(Records drawn from a dataset)
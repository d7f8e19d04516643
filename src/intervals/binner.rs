//! Balanced partitioning of a chromosome's intervals into contiguous bins.
//!
//! Two passes:
//! 1. **Forward fill**: walk the intervals in input order and open a new bin
//!    once the current one has overflowed the target, or once the next
//!    interval would push a non-empty bin past three quarters of the target.
//! 2. **Rebalance**: every bin holding less than half the target is folded
//!    into its smaller neighbor, using the bin totals from before the pass.
//!
//! Intervals are never split or reordered, so each bin is a contiguous run of
//! the input.

use std::collections::{BTreeSet, HashMap};
use std::sync::Arc;

use tracing::debug;

use super::types::{Bin, BinLabel, BinnedInterval, ChromosomeBins, Interval};

/// Default number of nucleotides a bin attempts to hold.
pub const DEFAULT_NUCLEOTIDES_PER_BIN: i64 = 85_000_000;

/// Fold state threaded through the forward-fill pass.
#[derive(Debug, Clone, Copy, Default)]
struct FillState {
    bin: usize,
    accumulated: u64,
    members: usize,
}

impl FillState {
    /// Admit one interval, returning the updated state and the bin it landed in.
    fn admit(self, size: u64, target: i64) -> (Self, usize) {
        let target = i128::from(target);
        let accumulated = i128::from(self.accumulated);
        let overflowed = self.members > 0 && accumulated > target;
        // acc + size > 0.75 * target, kept in integers
        let soft_limit = self.accumulated > 0 && 4 * (accumulated + i128::from(size)) > 3 * target;

        let mut next = if overflowed || soft_limit {
            FillState {
                bin: self.bin + 1,
                accumulated: 0,
                members: 0,
            }
        } else {
            self
        };
        next.accumulated += size;
        next.members += 1;
        (next, next.bin)
    }
}

/// Splits per-chromosome interval runs into near-equal bins.
#[derive(Debug, Clone, Copy, PartialEq, Eq)]
pub struct IntervalBinner {
    target_size: i64,
}

impl Default for IntervalBinner {
    fn default() -> Self {
        Self::new(DEFAULT_NUCLEOTIDES_PER_BIN)
    }
}

impl IntervalBinner {
    /// Create a binner aiming for `target_size` nucleotides per bin.
    ///
    /// A non-positive target is accepted and degenerates to one bin per
    /// interval.
    pub fn new(target_size: i64) -> Self {
        Self { target_size }
    }

    /// Configured target size.
    pub fn target_size(&self) -> i64 {
        self.target_size
    }

    /// Forward-fill pass: raw bin index per interval.
    pub fn partition(&self, intervals: &[Interval]) -> Vec<usize> {
        intervals
            .iter()
            .scan(FillState::default(), |state, interval| {
                let (next, bin) = state.admit(interval.size(), self.target_size);
                *state = next;
                Some(bin)
            })
            .collect()
    }

    /// Fold undersized bins into their smaller neighbor.
    ///
    /// Totals are snapshotted before the pass. When bin `b` is visited, every
    /// interval currently carrying index `b` moves, including intervals an
    /// earlier step merged into it. Ties go to `b - 1`.
    pub fn rebalance(&self, intervals: &[Interval], assignments: &mut [usize]) {
        let last = match assignments.iter().max() {
            Some(&last) if last > 0 => last,
            _ => return,
        };

        let mut totals = vec![0u64; last + 1];
        for (interval, &bin) in intervals.iter().zip(assignments.iter()) {
            totals[bin] += interval.size();
        }

        let target = i128::from(self.target_size);
        for bin in 0..=last {
            if 2 * i128::from(totals[bin]) >= target {
                continue;
            }
            let lower = bin.checked_sub(1).map(|b| totals[b]);
            let upper = totals.get(bin + 1).copied();
            let destination = match (lower, upper) {
                (Some(lower), Some(upper)) if lower <= upper => bin - 1,
                (Some(_), Some(_)) => bin + 1,
                (Some(_), None) => bin - 1,
                (None, Some(_)) => bin + 1,
                (None, None) => continue,
            };
            debug!(
                bin,
                destination,
                size = totals[bin],
                "merging undersized bin"
            );
            for assigned in assignments.iter_mut().filter(|assigned| **assigned == bin) {
                *assigned = destination;
            }
        }
    }

    /// Bin one chromosome's intervals (caller guarantees a single chromosome).
    pub fn bin(&self, intervals: &[Interval]) -> Vec<BinnedInterval> {
        let mut assignments = self.partition(intervals);
        self.rebalance(intervals, &mut assignments);
        intervals
            .iter()
            .cloned()
            .zip(assignments)
            .map(|(interval, bin)| BinnedInterval { interval, bin })
            .collect()
    }

    /// Bin one chromosome and attach dense labels.
    pub fn bin_chromosome(&self, chrom: impl Into<Arc<str>>, intervals: &[Interval]) -> ChromosomeBins {
        let chrom = chrom.into();
        let binned = self.bin(intervals);
        ChromosomeBins {
            bins: label_bins(&chrom, binned),
            chrom,
        }
    }

    /// Bin every chromosome present, in order of first appearance.
    pub fn bin_all(&self, intervals: &[Interval]) -> Vec<ChromosomeBins> {
        group_by_chromosome(intervals)
            .into_iter()
            .map(|(chrom, members)| {
                debug!(chrom = %chrom, intervals = members.len(), "binning chromosome");
                self.bin_chromosome(chrom, &members)
            })
            .collect()
    }
}

/// Renumber surviving bin indices densely (ascending) and group intervals.
fn label_bins(chrom: &Arc<str>, binned: Vec<BinnedInterval>) -> Vec<Bin> {
    let surviving: BTreeSet<usize> = binned.iter().map(|b| b.bin).collect();
    let dense: HashMap<usize, usize> = surviving
        .iter()
        .enumerate()
        .map(|(dense, &raw)| (raw, dense))
        .collect();
    let single = surviving.len() == 1;

    let mut bins: Vec<Bin> = (0..surviving.len())
        .map(|index| Bin {
            label: if single {
                BinLabel::whole(Arc::clone(chrom))
            } else {
                BinLabel::indexed(Arc::clone(chrom), index)
            },
            intervals: Vec::new(),
        })
        .collect();

    for BinnedInterval { interval, bin } in binned {
        bins[dense[&bin]].intervals.push(interval);
    }
    bins
}

fn group_by_chromosome(intervals: &[Interval]) -> Vec<(Arc<str>, Vec<Interval>)> {
    let mut order: Vec<(Arc<str>, Vec<Interval>)> = Vec::new();
    let mut slots: HashMap<Arc<str>, usize> = HashMap::new();
    for interval in intervals {
        let slot = *slots.entry(Arc::clone(&interval.chrom)).or_insert_with(|| {
            order.push((Arc::clone(&interval.chrom), Vec::new()));
            order.len() - 1
        });
        order[slot].1.push(interval.clone());
    }
    order
}

#[cfg(test)]
mod tests {
    use super::*;

    const M: u64 = 1_000_000;

    fn chrom(sizes: &[u64]) -> Vec<Interval> {
        let mut start = 0;
        sizes
            .iter()
            .map(|&size| {
                let interval = Interval::new("chr1", start, start + size);
                start += size + 10;
                interval
            })
            .collect()
    }

    #[test]
    fn oversized_first_interval_absorbs_small_tail() {
        let intervals = chrom(&[90 * M, 10 * M, 5 * M]);
        let binner = IntervalBinner::new(85_000_000);

        assert_eq!(binner.partition(&intervals), vec![0, 1, 1]);

        let bins = binner.bin_chromosome("chr1", &intervals);
        assert_eq!(bins.bins.len(), 1);
        assert_eq!(bins.bins[0].label.to_string(), "chr1");
        assert_eq!(bins.bins[0].intervals.len(), 3);
    }

    #[test]
    fn soft_limit_opens_bin_early() {
        // 40M + 30M = 70M > 63.75M, so the second interval starts bin 1.
        let intervals = chrom(&[40 * M, 30 * M, 50 * M]);
        let binner = IntervalBinner::new(85_000_000);
        assert_eq!(binner.partition(&intervals), vec![0, 1, 2]);
    }

    #[test]
    fn balanced_bins_are_left_alone() {
        let intervals = chrom(&[60 * M, 60 * M, 60 * M]);
        let binner = IntervalBinner::new(85_000_000);
        let bins = binner.bin_chromosome("chr1", &intervals);
        let labels: Vec<String> = bins.labels().map(ToString::to_string).collect();
        assert_eq!(labels, vec!["chr1.0", "chr1.1", "chr1.2"]);
    }

    #[test]
    fn small_middle_bin_merges_into_smaller_neighbor() {
        // partition: [70] [20] [50, 10] -> totals 70, 20, 60
        let intervals = chrom(&[70, 20, 50, 10]);
        let binner = IntervalBinner::new(80);
        assert_eq!(binner.partition(&intervals), vec![0, 1, 2, 2]);

        let binned = binner.bin(&intervals);
        let bins: Vec<usize> = binned.iter().map(|b| b.bin).collect();
        assert_eq!(bins, vec![0, 2, 2, 2]);
    }

    #[test]
    fn ties_merge_downwards() {
        // totals 60, 10, 60 with target 80: bin 1 is undersized and both
        // neighbors hold 60.
        let intervals = chrom(&[60, 10, 60]);
        let binner = IntervalBinner::new(80);
        assert_eq!(binner.partition(&intervals), vec![0, 1, 2]);
        let bins: Vec<usize> = binner.bin(&intervals).iter().map(|b| b.bin).collect();
        assert_eq!(bins, vec![0, 0, 2]);

        let labelled = binner.bin_chromosome("chr1", &intervals);
        let labels: Vec<String> = labelled.labels().map(ToString::to_string).collect();
        assert_eq!(labels, vec!["chr1.0", "chr1.1"]);
        assert_eq!(labelled.bins[0].total_size(), 70);
    }

    #[test]
    fn merged_intervals_move_again_with_their_bin() {
        // partition totals: 100, 40, 40, 100 (target 100, half = 50)
        // bin 1 -> bin 2 (40 < 100); bin 2 (stale total 40) -> bin 1 (40 <= 100)
        let intervals = chrom(&[100, 40, 40, 100]);
        let binner = IntervalBinner::new(100);
        assert_eq!(binner.partition(&intervals), vec![0, 1, 2, 3]);
        let bins: Vec<usize> = binner.bin(&intervals).iter().map(|b| b.bin).collect();
        assert_eq!(bins, vec![0, 1, 1, 3]);
    }

    #[test]
    fn non_positive_target_gives_one_bin_per_interval() {
        let intervals = chrom(&[5, 7, 9]);
        for target in [0, -10] {
            let binner = IntervalBinner::new(target);
            let bins: Vec<usize> = binner.bin(&intervals).iter().map(|b| b.bin).collect();
            assert_eq!(bins, vec![0, 1, 2]);
        }
    }

    #[test]
    fn empty_input_yields_no_bins() {
        let binner = IntervalBinner::default();
        assert!(binner.bin(&[]).is_empty());
        assert!(binner.bin_chromosome("chr9", &[]).is_empty());
    }

    #[test]
    fn chromosomes_are_binned_independently_in_appearance_order() {
        let intervals = vec![
            Interval::new("chr2", 0, 100),
            Interval::new("chr1", 0, 100),
            Interval::new("chr2", 200, 300),
        ];
        let binner = IntervalBinner::new(1_000);
        let all = binner.bin_all(&intervals);
        assert_eq!(all.len(), 2);
        assert_eq!(&*all[0].chrom, "chr2");
        assert_eq!(all[0].bins[0].intervals.len(), 2);
        assert_eq!(&*all[1].chrom, "chr1");
    }
}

■ **PROBLEM DETAILS**: Filter the entries by the string "last" and copy each matching line.

■ **SOLUTION TO THE EXERCISE**:
        let last = match assignments.iter().max() {
            Some(&last) if last > 0 => last,
        let mut totals = vec![0u64; last + 1];
        for bin in 0..=last {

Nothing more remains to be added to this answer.